Top of INPUT FOR THIS TASK
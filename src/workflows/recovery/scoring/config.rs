use serde::Serialize;

use super::rules::{PointBand, RulePredicate, ScoreRule};
use crate::workflows::recovery::domain::FormKind;

/// Named, ordered rule table with a declared maximum.
///
/// Immutable once constructed; hot reloads must swap the whole value.
#[derive(Debug, Clone, PartialEq, Serialize)]
pub struct ScoringRuleSet {
    pub name: &'static str,
    pub form_kind: FormKind,
    pub declared_max: u8,
    pub rules: Vec<ScoreRule>,
}

impl ScoringRuleSet {
    /// First-visit rules: absolute thresholds against one snapshot, 9 points.
    pub fn baseline() -> Self {
        let mut rules = vec![
            ScoreRule {
                id: "baseline.pain",
                description: "Pain at or below 2/10",
                predicate: RulePredicate::PainAtMost {
                    threshold: 2,
                    points: 1,
                },
            },
            ScoreRule {
                id: "baseline.disability",
                description: "Disability index at or below 20%",
                predicate: RulePredicate::DisabilityAtMost {
                    threshold: 20.0,
                    points: 1,
                },
            },
            ScoreRule {
                id: "baseline.function",
                description: "Mean functional score 7+ (2 pts) or 4+ (1 pt)",
                predicate: RulePredicate::FunctionMeanBands {
                    bands: vec![
                        PointBand {
                            at_least: 7.0,
                            points: 2,
                        },
                        PointBand {
                            at_least: 4.0,
                            points: 1,
                        },
                    ],
                },
            },
            ScoreRule {
                id: "baseline.confidence",
                description: "Confidence 8+ (2 pts) or 5+ (1 pt)",
                predicate: RulePredicate::ConfidenceBands {
                    bands: vec![
                        PointBand {
                            at_least: 8,
                            points: 2,
                        },
                        PointBand {
                            at_least: 5,
                            points: 1,
                        },
                    ],
                },
            },
            ScoreRule {
                id: "baseline.beliefs",
                description: "No negative recovery beliefs endorsed",
                predicate: RulePredicate::NoNegativeBeliefs { points: 1 },
            },
        ];
        rules.extend(clinician_rules());

        Self {
            name: "baseline",
            form_kind: FormKind::Baseline,
            declared_max: 9,
            rules,
        }
    }

    /// Re-assessment rules: deltas against the prior snapshot, 11 points.
    pub fn follow_up() -> Self {
        let mut rules = vec![
            ScoreRule {
                id: "follow_up.pain_change",
                description: "Pain reduced by 2+ points since baseline",
                predicate: RulePredicate::PainReducedBy {
                    delta: 2,
                    points: 1,
                },
            },
            ScoreRule {
                id: "follow_up.function_change",
                description: "Mean functional score improved by 4+ points",
                predicate: RulePredicate::FunctionMeanImprovedBy {
                    delta: 4.0,
                    points: 2,
                },
            },
            ScoreRule {
                id: "follow_up.disability_change",
                description: "Disability index reduced by 10+ percentage points",
                predicate: RulePredicate::DisabilityReducedBy {
                    delta: 10.0,
                    points: 1,
                },
            },
            ScoreRule {
                id: "follow_up.confidence_change",
                description: "Confidence improved by 3+ points",
                predicate: RulePredicate::ConfidenceImprovedBy {
                    delta: 3,
                    points: 2,
                },
            },
            ScoreRule {
                id: "follow_up.beliefs_resolved",
                description: "All negative beliefs from baseline resolved",
                predicate: RulePredicate::NegativeBeliefsResolved { points: 1 },
            },
            ScoreRule {
                id: "follow_up.global_rating",
                description: "Global rating of change 5 or higher",
                predicate: RulePredicate::GlobalRatingAtLeast {
                    threshold: 5,
                    points: 1,
                },
            },
        ];
        rules.extend(clinician_rules());

        Self {
            name: "follow_up",
            form_kind: FormKind::FollowUp,
            declared_max: 11,
            rules,
        }
    }

    /// Sum of the rules' maxima, which must equal `declared_max`.
    pub fn rule_max_total(&self) -> u16 {
        self.rules
            .iter()
            .map(|rule| u16::from(rule.max_points()))
            .sum()
    }

    /// Startup check: the declared maximum must match the rule table.
    pub fn verify_integrity(&self) -> Result<(), RuleSetIntegrityError> {
        let actual = self.rule_max_total();
        if actual != u16::from(self.declared_max) {
            return Err(RuleSetIntegrityError {
                rule_set: self.name,
                declared_max: self.declared_max,
                actual,
            });
        }
        Ok(())
    }

    pub fn requires_prior(&self) -> bool {
        self.rules.iter().any(|rule| rule.predicate.requires_prior())
    }
}

/// Clinician sign-off rules shared by both rule sets.
fn clinician_rules() -> [ScoreRule; 2] {
    [
        ScoreRule {
            id: "clinician.milestone",
            description: "Clinician confirms phase milestone met",
            predicate: RulePredicate::MilestoneMet { points: 1 },
        },
        ScoreRule {
            id: "clinician.progress",
            description: "Clinician verifies objective progress",
            predicate: RulePredicate::ObjectiveProgressVerified { points: 1 },
        },
    ]
}

/// A rule table whose declared maximum disagrees with its rules.
#[derive(Debug, Clone, PartialEq, Eq, thiserror::Error)]
#[error("rule set '{rule_set}' declares max {declared_max} but its rules total {actual}")]
pub struct RuleSetIntegrityError {
    pub rule_set: &'static str,
    pub declared_max: u8,
    pub actual: u16,
}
Bottom of INPUT FOR THIS TASK
▸ TASK TO CARRY OUT:
Write down all of the records again, word for word.

▸ WRITTEN ANSWER:
filename src/workflows/recovery/scoring/config.rs
use serde::Serialize;

use super::rules::{PointBand, RulePredicate, ScoreRule};
use crate::workflows::recovery::domain::FormKind;

/// Named, ordered rule table with a declared maximum.
///
/// Immutable once constructed; hot reloads must swap the whole value.
#[derive(Debug, Clone, PartialEq, Serialize)]
pub struct ScoringRuleSet {
    pub name: &'static str,
    pub form_kind: FormKind,
    pub declared_max: u8,
    pub rules: Vec<ScoreRule>,
}

impl ScoringRuleSet {
    /// First-visit rules: absolute thresholds against one snapshot, 9 points.
    pub fn baseline() -> Self {
        let mut rules = vec![
            ScoreRule {
                id: "baseline.pain",
                description: "Pain at or below 2/10",
                predicate: RulePredicate::PainAtMost {
                    threshold: 2,
                    points: 1,
                },
            },
            ScoreRule {
                id: "baseline.disability",
                description: "Disability index at or below 20%",
                predicate: RulePredicate::DisabilityAtMost {
                    threshold: 20.0,
                    points: 1,
                },
            },
            ScoreRule {
                id: "baseline.function",
                description: "Mean functional score 7+ (2 pts) or 4+ (1 pt)",
                predicate: RulePredicate::FunctionMeanBands {
                    bands: vec![
                        PointBand {
                            at_least: 7.0,
                            points: 2,
                        },
                        PointBand {
                            at_least: 4.0,
                            points: 1,
                        },
                    ],
                },
            },
            ScoreRule {
                id: "baseline.confidence",
                description: "Confidence 8+ (2 pts) or 5+ (1 pt)",
                predicate: RulePredicate::ConfidenceBands {
                    bands: vec![
                        PointBand {
                            at_least: 8,
                            points: 2,
                        },
                        PointBand {
                            at_least: 5,
                            points: 1,
                        },
                    ],
                },
            },
            ScoreRule {
                id: "baseline.beliefs",
                description: "No negative recovery beliefs endorsed",
                predicate: RulePredicate::NoNegativeBeliefs { points: 1 },
            },
        ];
        rules.extend(clinician_rules());

        Self {
            name: "baseline",
            form_kind: FormKind::Baseline,
            declared_max: 9,
            rules,
        }
    }

    /// Re-assessment rules: deltas against the prior snapshot, 11 points.
    pub fn follow_up() -> Self {
        let mut rules = vec![
            ScoreRule {
                id: "follow_up.pain_change",
                description: "Pain reduced by 2+ points since baseline",
                predicate: RulePredicate::PainReducedBy {
                    delta: 2,
                    points: 1,
                },
            },
            ScoreRule {
                id: "follow_up.function_change",
                description: "Mean functional score improved by 4+ points",
                predicate: RulePredicate::FunctionMeanImprovedBy {
                    delta: 4.0,
                    points: 2,
                },
            },
            ScoreRule {
                id: "follow_up.disability_change",
                description: "Disability index reduced by 10+ percentage points",
                predicate: RulePredicate::DisabilityReducedBy {
                    delta: 10.0,
                    points: 1,
                },
            },
            ScoreRule {
                id: "follow_up.confidence_change",
                description: "Confidence improved by 3+ points",
                predicate: RulePredicate::ConfidenceImprovedBy {
                    delta: 3,
                    points: 2,
                },
            },
            ScoreRule {
                id: "follow_up.beliefs_resolved",
                description: "All negative beliefs from baseline resolved",
                predicate: RulePredicate::NegativeBeliefsResolved { points: 1 },
            },
            ScoreRule {
                id: "follow_up.global_rating",
                description: "Global rating of change 5 or higher",
                predicate: RulePredicate::GlobalRatingAtLeast {
                    threshold: 5,
                    points: 1,
                },
            },
        ];
        rules.extend(clinician_rules());

        Self {
            name: "follow_up",
            form_kind: FormKind::FollowUp,
            declared_max: 11,
            rules,
        }
    }

    /// Sum of the rules' maxima, which must equal `declared_max`.
    pub fn rule_max_total(&self) -> u16 {
        self.rules
            .iter()
            .map(|rule| u16::from(rule.max_points()))
            .sum()
    }

    /// Startup check: the declared maximum must match the rule table.
    pub fn verify_integrity(&self) -> Result<(), RuleSetIntegrityError> {
        let actual = self.rule_max_total();
        if actual != u16::from(self.declared_max) {
            return Err(RuleSetIntegrityError {
                rule_set: self.name,
                declared_max: self.declared_max,
                actual,
            });
        }
        Ok(())
    }

    pub fn requires_prior(&self) -> bool {
        self.rules.iter().any(|rule| rule.predicate.requires_prior())
    }
}

/// Clinician sign-off rules shared by both rule sets.
fn clinician_rules() -> [ScoreRule; 2] {
    [
        ScoreRule {
            id: "clinician.milestone",
            description: "Clinician confirms phase milestone met",
            predicate: RulePredicate::MilestoneMet { points: 1 },
        },
        ScoreRule {
            id: "clinician.progress",
            description: "Clinician verifies objective progress",
            predicate: RulePredicate::ObjectiveProgressVerified { points: 1 },
        },
    ]
}

/// A rule table whose declared maximum disagrees with its rules.
#[derive(Debug, Clone, PartialEq, Eq, thiserror::Error)]
#[error("rule set '{rule_set}' declares max {declared_max} but its rules total {actual}")]
pub struct RuleSetIntegrityError {
    pub rule_set: &'static str,
    pub declared_max: u8,
    pub actual: u16,
}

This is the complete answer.